The Bangor area has a long and distinguished record of supporting projects whose primary beneficiaries are children. For instance, Bangor is fortunate to have a very complementary mix of public and private educational institutions. While all of my children are graduates of Bangor High School, when John Bapst Memorial High School was seeking public support coming out of its metamorphosis from parochial to private school, my wife and I joined the community in helping it become established through a modest donation. We continue to believe the Bangor Public Library mskes so much difference in the lives of all the communities’ children, even though all of our children have left Bangor, we wanted to support the library’s current renovation and expansion project, which has achieved extraordinary broad-based community support. Of course we know of all sorts of other projects that have gained broad community support over the years.
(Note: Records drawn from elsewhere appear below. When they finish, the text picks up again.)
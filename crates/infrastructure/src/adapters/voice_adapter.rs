//! Voice adapter - Implements VoiceProviderPort using ElevenLabs

use std::sync::Arc;

use ai_speech::{ElevenLabsConfig, ElevenLabsProvider, SpeechError, VoiceCloning, VoiceInfo};
use application::{
    error::ApplicationError,
    ports::{AudioSource, VoiceProviderPort},
};
use async_trait::async_trait;
use domain::VoiceSummary;
use tracing::{info, instrument};

use super::speech_adapter::{map_speech_error, to_audio_file};

pub struct VoiceAdapter {
    provider: Arc<dyn VoiceCloning>,
}

impl std::fmt::Debug for VoiceAdapter {
    fn fmt(&self, f: &mut std::fmt::Formatter<'_>) -> std::fmt::Result {
        f.debug_struct("VoiceAdapter")
            .field("configured", &self.provider.is_configured())
            .finish()
    }
}

impl VoiceAdapter {
    /// # Errors
    ///
    /// Returns an error if the provider fails to initialize.
    pub fn new(config: ElevenLabsConfig) -> Result<Self, ApplicationError> {
        let provider = ElevenLabsProvider::new(config).map_err(map_speech_error)?;
        Ok(Self::with_provider(Arc::new(provider)))
    }

    pub fn with_provider(provider: Arc<dyn VoiceCloning>) -> Self {
        Self { provider }
    }

    pub fn is_configured(&self) -> bool {
        self.provider.is_configured()
    }
}

/// The provider's own refusals reach the client as bad requests
fn map_voice_error(err: SpeechError) -> ApplicationError {
    if err.is_rejection() {
        ApplicationError::Rejected(err.to_string())
    } else {
        map_speech_error(err)
    }
}

fn to_summary(voice: VoiceInfo) -> VoiceSummary {
    VoiceSummary {
        voice_id: voice.voice_id,
        name: voice.name,
        category: voice.category,
        description: voice.description,
        preview_url: voice.preview_url,
    }
}

#[async_trait]
impl VoiceProviderPort for VoiceAdapter {
    #[instrument(skip(self, description, sample), fields(sample = %sample.filename))]
    async fn clone_voice(
        &self,
        name: &str,
        description: &str,
        sample: &AudioSource,
    ) -> Result<String, ApplicationError> {
        let voice_id = self
            .provider
            .add_voice(name, description, &to_audio_file(sample))
            .await
            .map_err(map_voice_error)?;
        info!(voice_id = %voice_id, "Voice registered");
        Ok(voice_id)
    }

    #[instrument(skip(self, text), fields(chars = text.len()))]
    async fn synthesize(&self, voice_id: &str, text: &str) -> Result<Vec<u8>, ApplicationError> {
        self.provider
            .text_to_speech(voice_id, text)
            .await
            .map_err(map_voice_error)
    }

    #[instrument(skip(self))]
    async fn list_voices(&self) -> Result<Vec<VoiceSummary>, ApplicationError> {
        let voices = self.provider.list_voices().await.map_err(map_voice_error)?;
        Ok(voices.into_iter().map(to_summary).collect())
    }

    #[instrument(skip(self))]
    async fn delete_voice(&self, voice_id: &str) -> Result<(), ApplicationError> {
        self.provider
            .delete_voice(voice_id)
            .await
            .map_err(map_voice_error)
    }
}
All of this leaves me very puzzled by (Daryl) Rhodes and his School for the Performing Arts. Didn’t he fail in his effort to obtain enough community support to purchase a relatively small vacant-lot downtown building it had to take for back taxes, to take the building off the tax roles forever, and then make a grant of $165,000 to Rhodes? Is this the best expenditure of the taxpayers’ resources? Has the city council satisfied itself that the planning process, and the level of community support, is sufficent to warrant using the taxpayers money to take the lead?
I have serious questions about the council’s allocation of priorities and the taxpayers money to Rhodes. There is no doubt that the performing arts are a positive asset for the entire community. Wouldn’t the children of our community be better served if the resources the council is apparently prepared to turn over to Rhodes (I have yet to see just who else in the community is behind this effort, other than some members of the legislature, and after all it is re-election season), were used to make a grant of $160,000 to the school department? Wouldn’t it be better to improve existing performaing arts programs, like those in our public schools, instead of expending scarce community resources on an apparently unsupported and untested program?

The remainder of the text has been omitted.